Q: My parents will likely be passing down a fairly substantial portfolio of liquid assets and farm ground split evenly between my brother and I. He probably needs the cash more than I do, and I REALLY want the land. Does it make financial sense to buy his half of the land from him even if it means giving him my entire half of the cash? – Alisha (via email)
A: Alisha, if you’re looking for a purely financial answer, there are too many variables here for me to render a good opinion. For instance, where is the land? How many acres are involved? What are the terms of any cash-rent agreements in place? What are the crop prices? What are your costs of ownership on the land? What is your time horizon for recouping the cash you gave up to get ownership? Do you plan to sell it anytime soon? For some of these questions, you may want to talk to your parents now and find out what the financial implications have been for them over the years they have owned it.

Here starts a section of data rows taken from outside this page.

//! Redis-backed session store, shared across instances.

use std::collections::HashMap;
use std::sync::Arc;

use async_trait::async_trait;
use serde::{Deserialize, Serialize};
use serde_json::Value;
use tower_sessions::cookie::time::OffsetDateTime;
use tower_sessions::session::{Id, Record};
use tower_sessions::session_store::{self, Error, SessionStore};

use crate::errors::AppError;
use crate::infra::Cache;

#[derive(Serialize, Deserialize)]
struct Document {
    expires_at: i64,
    data: HashMap<String, Value>,
}

/// Sessions kept under `session:<id>`; Redis drops them on expiry.
#[derive(Clone)]
pub struct RedisStore {
    cache: Arc<Cache>,
}

impl RedisStore {
    pub fn new(cache: Arc<Cache>) -> Self {
        Self { cache }
    }
}

impl std::fmt::Debug for RedisStore {
    fn fmt(&self, f: &mut std::fmt::Formatter<'_>) -> std::fmt::Result {
        f.debug_struct("RedisStore").finish_non_exhaustive()
    }
}

#[async_trait]
impl SessionStore for RedisStore {
    async fn create(&self, record: &mut Record) -> session_store::Result<()> {
        while self
            .cache
            .get_session::<Value>(&record.id.to_string())
            .await
            .map_err(backend)?
            .is_some()
        {
            record.id = Id::default();
        }
        self.save(record).await
    }

    async fn save(&self, record: &Record) -> session_store::Result<()> {
        let expires_at = record.expiry_date.unix_timestamp();
        // SETEX rejects a zero expiry
        let ttl = (expires_at - OffsetDateTime::now_utc().unix_timestamp()).max(1) as u64;
        let document = Document {
            expires_at,
            data: record.data.clone(),
        };

        self.cache
            .set_session(&record.id.to_string(), &document, ttl)
            .await
            .map_err(backend)
    }

    async fn load(&self, id: &Id) -> session_store::Result<Option<Record>> {
        let Some(document) = self
            .cache
            .get_session::<Document>(&id.to_string())
            .await
            .map_err(backend)?
        else {
            return Ok(None);
        };

        let expiry_date = OffsetDateTime::from_unix_timestamp(document.expires_at)
            .map_err(|e| Error::Decode(e.to_string()))?;
        Ok(Some(Record {
            id: *id,
            data: document.data,
            expiry_date,
        }))
    }

    async fn delete(&self, id: &Id) -> session_store::Result<()> {
        self.cache
            .delete_session(&id.to_string())
            .await
            .map_err(backend)
    }
}

fn backend(e: AppError) -> Error {
    Error::Backend(format!("{:?}", e))
}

Kansas farm ground sells for about $2,000/acre these days with cash rents of $40/acre state-wide. So you’re talking about giving your brother $2,000 up-front, and getting $40 in exchange. Doesn’t sound all that great on the face of it. But you’re getting that $40 multiplied by the number of acres in the deal, multiplied by the number of years you own it. And you still have the inherent value of the land to fall back on, which – it sounds to me – is really what you’re going for anyway.

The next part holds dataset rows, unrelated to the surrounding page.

//! User domain entity and related types.

use chrono::{DateTime, Utc};
use serde::{Deserialize, Serialize};

use crate::config::{
    ADMIN_DASHBOARD_PATH, ENTREPRENEUR_DASHBOARD_PATH, EXPLORER_DASHBOARD_PATH, ROLE_ADMIN,
    ROLE_ENTREPRENEUR, ROLE_EXPLORER,
};

/// User roles, persisted as their Spanish tag.
///
/// Tags outside the known three are kept verbatim in [`UserRole::Other`];
/// such accounts get no profile and land on the explorer dashboard.
#[derive(Debug, Clone, PartialEq, Eq, Hash, Serialize, Deserialize)]
#[serde(from = "String", into = "String")]
pub enum UserRole {
    Explorer,
    Entrepreneur,
    Administrator,
    Other(String),
}

impl UserRole {
    /// Check if this role has admin privileges
    pub fn is_admin(&self) -> bool {
        matches!(self, UserRole::Administrator)
    }

    pub fn as_str(&self) -> &str {
        match self {
            UserRole::Explorer => ROLE_EXPLORER,
            UserRole::Entrepreneur => ROLE_ENTREPRENEUR,
            UserRole::Administrator => ROLE_ADMIN,
            UserRole::Other(tag) => tag,
        }
    }

    /// Landing page after login and for `/BotonLog`.
    pub fn dashboard_path(&self) -> &'static str {
        match self {
            UserRole::Administrator => ADMIN_DASHBOARD_PATH,
            UserRole::Entrepreneur => ENTREPRENEUR_DASHBOARD_PATH,
            _ => EXPLORER_DASHBOARD_PATH,
        }
    }
}

impl From<&str> for UserRole {
    fn from(s: &str) -> Self {
        match s {
            ROLE_EXPLORER => UserRole::Explorer,
            ROLE_ENTREPRENEUR => UserRole::Entrepreneur,
            ROLE_ADMIN => UserRole::Administrator,
            other => UserRole::Other(other.to_string()),
        }
    }
}

impl From<String> for UserRole {
    fn from(s: String) -> Self {
        UserRole::from(s.as_str())
    }
}

impl From<UserRole> for String {
    fn from(role: UserRole) -> Self {
        match role {
            UserRole::Other(tag) => tag,
            known => known.as_str().to_string(),
        }
    }
}

impl std::fmt::Display for UserRole {
    fn fmt(&self, f: &mut std::fmt::Formatter<'_>) -> std::fmt::Result {
        f.write_str(self.as_str())
    }
}

/// User domain entity
#[derive(Debug, Clone, Serialize, Deserialize)]
pub struct User {
    pub id: i32,
    pub username: String,
    pub email: String,
    #[serde(skip_serializing)]
    pub password_hash: String,
    pub role: UserRole,
    pub created_at: DateTime<Utc>,
}

impl User {
    /// Check if user has admin role
    pub fn is_admin(&self) -> bool {
        self.role.is_admin()
    }
}

/// Data needed to insert a credential row. The password is already hashed.
#[derive(Debug, Clone)]
pub struct NewUser {
    pub username: String,
    pub email: String,
    pub password_hash: String,
    pub role: UserRole,
}

#[cfg(test)]
mod tests {
    use super::*;

    #[test]
    fn test_role_round_trips_known_tags() {
        for tag in [ROLE_EXPLORER, ROLE_ENTREPRENEUR, ROLE_ADMIN] {
            let role = UserRole::from(tag);
            assert!(!matches!(role, UserRole::Other(_)));
            assert_eq!(String::from(role), tag);
        }
    }

    #[test]
    fn test_unknown_role_kept_verbatim() {
        let role = UserRole::from("Turista");
        assert_eq!(role, UserRole::Other("Turista".into()));
        assert_eq!(role.to_string(), "Turista");
    }

    #[test]
    fn test_role_tags_are_case_sensitive() {
        assert_eq!(
            UserRole::from("administrador"),
            UserRole::Other("administrador".into())
        );
    }

    #[test]
    fn test_dashboard_routing() {
        assert_eq!(UserRole::Administrator.dashboard_path(), "/admin_dashboard");
        assert_eq!(
            UserRole::Entrepreneur.dashboard_path(),
            "/emprendedor_dashboard"
        );
        assert_eq!(UserRole::Explorer.dashboard_path(), "/explorador_dashboard");
        assert_eq!(
            UserRole::Other("Turista".into()).dashboard_path(),
            "/explorador_dashboard"
        );
    }

    #[test]
    fn test_user_serialization_hides_hash() {
        let user = User {
            id: 1,
            username: "ana".into(),
            email: "ana@x.com".into(),
            password_hash: "$argon2id$secret".into(),
            role: UserRole::Explorer,
            created_at: Utc::now(),
        };
        let json = serde_json::to_value(&user).unwrap();
        assert!(json.get("password_hash").is_none());
        assert_eq!(json["role"], "Explorador");
    }
}
//! Redis connection used as the shared session backend.

use redis::{aio::ConnectionManager, AsyncCommands, Client, RedisError};
use serde::{de::DeserializeOwned, Serialize};

use crate::config::{Config, CACHE_PREFIX_SESSION};
use crate::errors::{AppError, AppResult};

/// Redis wrapper with a managed, auto-reconnecting connection.
#[derive(Clone)]
pub struct Cache {
    connection: ConnectionManager,
}

impl Cache {
    /// Connect to the Redis instance at `config.redis_url`.
    pub async fn connect(config: &Config) -> Result<Self, RedisError> {
        let client = Client::open(config.redis_url.as_str())?;
        let connection = ConnectionManager::new(client).await?;

        tracing::info!("Redis cache connected");

        Ok(Self { connection })
    }

    // =========================================================================
    // Generic Cache Operations
    // =========================================================================

    /// Get a JSON value from cache.
    pub async fn get<T: DeserializeOwned>(&self, key: &str) -> AppResult<Option<T>> {
        let mut conn = self.connection.clone();
        let value: Option<String> = conn.get(key).await.map_err(cache_error)?;

        match value {
            Some(json) => {
                let parsed = serde_json::from_str(&json).map_err(|e| {
                    AppError::internal(format!("Cache deserialization error: {}", e))
                })?;
                Ok(Some(parsed))
            }
            None => Ok(None),
        }
    }

    /// Set a JSON value with a TTL in seconds.
    pub async fn set_with_ttl<T: Serialize>(
        &self,
        key: &str,
        value: &T,
        ttl_seconds: u64,
    ) -> AppResult<()> {
        let mut conn = self.connection.clone();
        let json = serde_json::to_string(value)
            .map_err(|e| AppError::internal(format!("Cache serialization error: {}", e)))?;

        conn.set_ex::<_, _, ()>(key, json, ttl_seconds)
            .await
            .map_err(cache_error)?;

        Ok(())
    }

    /// Delete a key.
    pub async fn delete(&self, key: &str) -> AppResult<()> {
        let mut conn = self.connection.clone();
        let _: () = conn.del(key).await.map_err(cache_error)?;
        Ok(())
    }

    /// Round-trip a PING, for health checks.
    pub async fn ping(&self) -> AppResult<()> {
        let mut conn = self.connection.clone();
        let _: String = redis::cmd("PING")
            .query_async(&mut conn)
            .await
            .map_err(cache_error)?;
        Ok(())
    }

    // =========================================================================
    // Session Cache Operations
    // =========================================================================

    /// Store session data.
    pub async fn set_session<T: Serialize>(
        &self,
        session_id: &str,
        data: &T,
        ttl_seconds: u64,
    ) -> AppResult<()> {
        self.set_with_ttl(&session_key(session_id), data, ttl_seconds)
            .await
    }

    /// Get session data.
    pub async fn get_session<T: DeserializeOwned>(&self, session_id: &str) -> AppResult<Option<T>> {
        self.get(&session_key(session_id)).await
    }

    /// Delete session.
    pub async fn delete_session(&self, session_id: &str) -> AppResult<()> {
        self.delete(&session_key(session_id)).await
    }
}

fn session_key(session_id: &str) -> String {
    format!("{}{}", CACHE_PREFIX_SESSION, session_id)
}

/// Convert Redis error to AppError.
fn cache_error(e: RedisError) -> AppError {
    tracing::error!("Redis error: {}", e);
    AppError::internal(format!("Cache error: {}", e))
}

#[cfg(test)]
mod tests {
    use super::*;

    #[test]
    fn test_session_key_prefix() {
        assert_eq!(session_key("abc"), "session:abc");
    }
}
//! Explorer profile entity.

use sea_orm::entity::prelude::*;

use crate::domain::ExplorerProfile;

#[derive(Clone, Debug, PartialEq, Eq, DeriveEntityModel)]
#[sea_orm(table_name = "explorers")]
pub struct Model {
    #[sea_orm(primary_key)]
    pub id: i32,
    pub user_id: i32,
    pub first_name: Option<String>,
    pub second_name: Option<String>,
    pub first_surname: Option<String>,
    pub second_surname: Option<String>,
    pub birth_date: Option<Date>,
    pub phone: Option<String>,
    pub preference: Option<String>,
}

#[derive(Copy, Clone, Debug, EnumIter, DeriveRelation)]
pub enum Relation {}

impl ActiveModelBehavior for ActiveModel {}

impl From<Model> for ExplorerProfile {
    fn from(model: Model) -> Self {
        ExplorerProfile {
            id: model.id,
            user_id: model.user_id,
            first_name: model.first_name.unwrap_or_default(),
            second_name: model.second_name.unwrap_or_default(),
            first_surname: model.first_surname.unwrap_or_default(),
            second_surname: model.second_surname.unwrap_or_default(),
            birth_date: model.birth_date,
            phone: model.phone.unwrap_or_default(),
            preference: model.preference.unwrap_or_default(),
        }
    }
}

Ask yourself this. Would you buy a house for $200,000 if you could only rent it out for $335/month? If you would, buy the land from him. If you wouldn’t, then you need to decide if your sentimental attachment to the ground is worth it.
Lastly, if you decide to do the deal, I would make sure that my financial affairs were in-order without any regard for whatever you might get from your parents. In fact, you might consider forming a separate legal entity such as a Limited Liability Company (LLC), to deal with the land. This allows you to keep your regular income and household bills in one box. And the inherent revenue, tax, and legal complications of farming can be kept in another.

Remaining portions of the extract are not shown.